E a Associação Brasileira das Entidades dos Mercados Financeiro e de Capitais (Anbima), que lançou no começo do ano um código de autorregulação, busca elevar o número de associados, antes de criar uma base de dados do setor.

"Existe muita gente na informalidade", resume o presidente do Comitê de Gestores de Patrimônio Financeiro da Anbima, George Wachsmann.

A preocupação tem motivo. O segmento, que surgiu no Brasil há cerca de uma década, tem atualmente em carteira calculada em mais de 100 bilhões de reais, segundo estimativas de especialistas.

No início, eram sobretudo casas criadas para gerir os investimentos de uma família numa empresa. São casos como a Península, da família Diniz no Grupo Pão de Açúcar, ou a Janos, formada para cuidar da fatia dos Seabra, Leal e Passos, sócios da Natura.

No entanto, essa atividade, hoje conhecida como single family office, se desenvolveu e ganhou ramificações. A própria Janos deu origem à Pragma, um dos ícones do mercado de multi family offices, escritórios que atendem a vários clientes.

Segundo estimativas da Anbima, existem no mercado mais de 100 dessas empresas, inclusive estrangeiras. Por enquanto, apenas 19 fazem parte do comitê de autorregulação do segmento na Anbima. Cerca de 30 aderiram ao código da entidade.

A preocupação dos reguladores tem a ver não apenas com o crescimento de instituições, mas também com a diversidade de atuação. Há oferta de serviços jurídicos, tributários e contábeis, todas atividades cujos profissionais são sujeitos a certificações específicas.

Para Wachsmann, no entanto, o objetivo dos reguladores não é restringir a atuação do setor. "Não estamos querendo tirar ninguém do mercado, mas apenas criar um padrão mínimo de conduta."

Essa realidade não é apenas local. Nos Estados Unidos, a Family Office Exchange estima que apenas um terço das cerca de 9 mil entidades do ramo no país sejam formais.

MAIS MILIONÁRIOS

No Brasil, o universo de clientes não para de crescer. Segundo um levantamento recente do Merrill Lynch com a Capgemini, o país fechou 2010 com 155,4 mil milionários --pessoas com mais de 1 milhão de dólares disponíveis para aplicação.

O Brasil aparece na décima primeira posição no ranking mundial do setor, entre as nações que mais criaram ricos nos últimos anos.

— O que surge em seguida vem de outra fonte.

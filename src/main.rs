//! YantraLink - Controller daemon for a teleoperated mapping robot
//!
//! ## Protocol Architecture
//!
//! - **UDP (port 51399)**: Robot announces itself; the first datagram's
//!   sender address is taken as the robot's IP
//! - **TCP (port 51399)**: Framed bidirectional link carrying map
//!   records, camera frames and drive instructions
//!
//! The daemon waits for a robot announcement, connects, activates a
//! teleoperation session and keeps the live map current until the link
//! drops, then goes back to waiting. `--demo` runs the same pipeline
//! against a built-in simulator instead of hardware.

mod config;
mod core;
mod dispatch;
mod error;
mod link;
mod map;
mod motion;
mod render;
mod session;
mod sim;

use crate::config::AppConfig;
use crate::dispatch::{dispatch, RobotEvent};
use crate::error::Result;
use crate::link::{Connection, Tag};
use crate::motion::{InputSample, Instruction, InstructionGenerator, PoseEstimator};
use crate::session::{ControlCommand, ControllerSession, SessionMode};
use crate::sim::{MapSynthesizer, ScriptedDrive};
use std::env;
use std::sync::atomic::{AtomicBool, Ordering};
use std::sync::Arc;
use std::thread;
use std::time::{Duration, Instant};

/// Control tick period (~60 Hz).
const TICK: Duration = Duration::from_millis(16);

struct CliArgs {
    config_path: Option<String>,
    demo: bool,
}

/// Parse command line arguments.
///
/// Supports:
/// - `yantra-link <path>` (positional config path)
/// - `yantra-link --config <path>` (flag-based)
/// - `yantra-link -c <path>` (short flag)
/// - `yantra-link --demo` (simulator instead of hardware)
fn parse_args() -> CliArgs {
    let args: Vec<String> = env::args().collect();
    let mut parsed = CliArgs {
        config_path: None,
        demo: false,
    };

    let mut i = 1;
    while i < args.len() {
        match args[i].as_str() {
            "--config" | "-c" if i + 1 < args.len() => {
                parsed.config_path = Some(args[i + 1].clone());
                i += 1;
            }
            "--demo" => parsed.demo = true,
            other if !other.starts_with('-') && parsed.config_path.is_none() => {
                parsed.config_path = Some(other.to_string());
            }
            other => log::warn!("Ignoring unknown argument: {}", other),
        }
        i += 1;
    }
    parsed
}

fn main() -> Result<()> {
    env_logger::Builder::from_env(env_logger::Env::default().default_filter_or("info")).init();

    log::info!("YantraLink v0.2.0 starting...");

    let args = parse_args();
    let config = match &args.config_path {
        Some(path) => {
            log::info!("Using config: {}", path);
            AppConfig::from_file(path)?
        }
        None => AppConfig::default(),
    };

    let running = Arc::new(AtomicBool::new(true));
    let r = Arc::clone(&running);
    ctrlc::set_handler(move || {
        log::info!("Received shutdown signal");
        r.store(false, Ordering::Relaxed);
    })
    .map_err(|e| error::Error::Other(format!("Error setting Ctrl-C handler: {}", e)))?;

    if args.demo {
        run_demo(&config, &running)
    } else {
        run_live(&config, &running)
    }
}

/// Discover, connect, run a session, repeat until shutdown.
fn run_live(config: &AppConfig, running: &AtomicBool) -> Result<()> {
    let port = config.network.port;
    let discovered = link::discovery::spawn(port);

    while running.load(Ordering::Relaxed) {
        let ip = match discovered.recv_timeout(Duration::from_millis(200)) {
            Ok(ip) => ip,
            Err(crossbeam_channel::RecvTimeoutError::Timeout) => continue,
            Err(crossbeam_channel::RecvTimeoutError::Disconnected) => break,
        };

        log::info!("Robot announced at {}", ip);
        let mut connection = match Connection::connect(ip, port) {
            Ok(c) => c,
            Err(e) => {
                log::warn!("Connect to {} failed: {}", ip, e);
                continue;
            }
        };
        let events = connection.start_receive()?;
        log::debug!("Link state: {:?}", connection.state());

        let mut session = ControllerSession::new(config);
        session.activate(SessionMode::Controlled, config.control.precision);
        connection.send_text(
            Tag::INSTRUCTION,
            &ControlCommand::Controlled {
                precision: config.control.precision,
            }
            .to_string(),
        );

        let mut generator =
            InstructionGenerator::new(config.control, config.robot);
        // Headless operation has no live input; an idle sample in the
        // configured modality keeps the generator ticking so the robot
        // still receives heartbeats.
        let idle = match config.control.mode {
            config::InputMode::Joystick => InputSample::Joystick {
                angle: 0.0,
                magnitude: 0.0,
            },
            config::InputMode::Cursors => InputSample::Cursors {
                forward: 0.0,
                steer: 0.0,
            },
            config::InputMode::Keyboard => InputSample::Keys,
        };
        let mut last_tick = Instant::now();
        let mut connected = true;

        while connected && running.load(Ordering::Relaxed) {
            for event in events.try_iter() {
                if let Some(robot_event) = dispatch(event) {
                    if !session.handle_event(robot_event) {
                        connected = false;
                    }
                }
            }
            if !connected {
                break;
            }

            let now = Instant::now();
            let dt = now.duration_since(last_tick).as_secs_f32();
            last_tick = now;

            if let Some(instruction) = generator.tick(&idle, dt) {
                connection.send_text(Tag::INSTRUCTION, &instruction.to_string());
                session.predict(&instruction, dt);
            }

            let canvas = session.render();
            log::trace!(
                "Map frame ready ({}x{} px, robot at {:?})",
                canvas.resolution(),
                canvas.resolution(),
                session.robot_pixel()
            );

            thread::sleep(TICK);
        }

        connection.send_text(Tag::INSTRUCTION, &ControlCommand::End.to_string());
        connection.stop();
        log::info!("Session ended, waiting for next announcement");
    }

    Ok(())
}

/// Run the pipeline against the built-in simulator.
fn run_demo(config: &AppConfig, running: &AtomicBool) -> Result<()> {
    log::info!("Demo mode: simulated robot, no network");

    let mut session = ControllerSession::new(config);
    session.activate(SessionMode::Controlled, config.control.precision);

    let mut drive = ScriptedDrive::demo_loop(config.control.speed);
    let mut synth = MapSynthesizer::new(config.control.precision);
    let mut truth = PoseEstimator::new(config.robot);
    truth.restart();
    let mut rng = rand::thread_rng();

    let dt = TICK.as_secs_f32();
    while running.load(Ordering::Relaxed) {
        let instruction = match drive.progress(dt) {
            Some(i) => i,
            None => break,
        };
        if instruction != Instruction::Nothing {
            truth.apply(&instruction, dt);
        }

        let sensor = truth.sensor_pose();
        synth.observe(sensor.x, sensor.y, &mut rng);
        let text = synth.record_text(sensor.x, sensor.y, sensor.theta)?;
        session.handle_event(RobotEvent::MapUpdate(text));

        let canvas = session.render();
        log::debug!(
            "Simulated pose ({:.1}, {:.1}) grid {}x{} canvas {} px",
            sensor.x,
            sensor.y,
            synth.grid().rows(),
            synth.grid().cols(),
            canvas.resolution()
        );

        thread::sleep(TICK);
    }

    log::info!("Demo finished");
    Ok(())
}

A maioria dos clientes das family offices são famílias que venderam parte ou todas as ações de uma empresa na bolsa de valores ou a investidores estratégicos, como fundos de private equity. Na última década, estrearam na Bovespa mais de 100 empresas, a maioria oriunda de controle familiar.

Com dinheiro na mão --as family offices em geral atendem clientes com pelo menos algumas dezenas de milhões de dólares-- e faminto de assessoria individualizada, muitos desses novos ricos vão eles mesmos atrás de sugestões de investimentos.

"Tem gente que nos procura para saber se há empresas disponíveis à venda", conta o sócio da Cypress, boutique especializada em fusões e aquisições e que tem as family offices como clientes, Dalton Shoji.

A maioria, porém, quer diversificar as aplicações, distribuindo os recursos em ativos dedicados aos chamados investidores qualificados, como cotas de fundos de recebíveis, debêntures e em fundos de private equity ou de imóveis.

"Além disso, tem recursos que vêm indiretamente de private banks", conta o sócio da Pátria Investimentos Nemer Rahal.

A Pátria criou uma área específica para atender family offices, que hoje representam diretamente por 25 por cento dos cerca de 10 bilhões de reais que a empresa tem sob gestão.

Grande parte das family offices são criadas por profissionais egressos de processos de fusões bancárias e que resolveram criar seus próprios escritórios de assessoria financeira.

"Os seus clientes são pessoas com dinheiro que estão sendo mal atendidas ou que não prestam serviço individualizado", diz Wachsmann, da Anbima, e também sócio da Bawm Investments.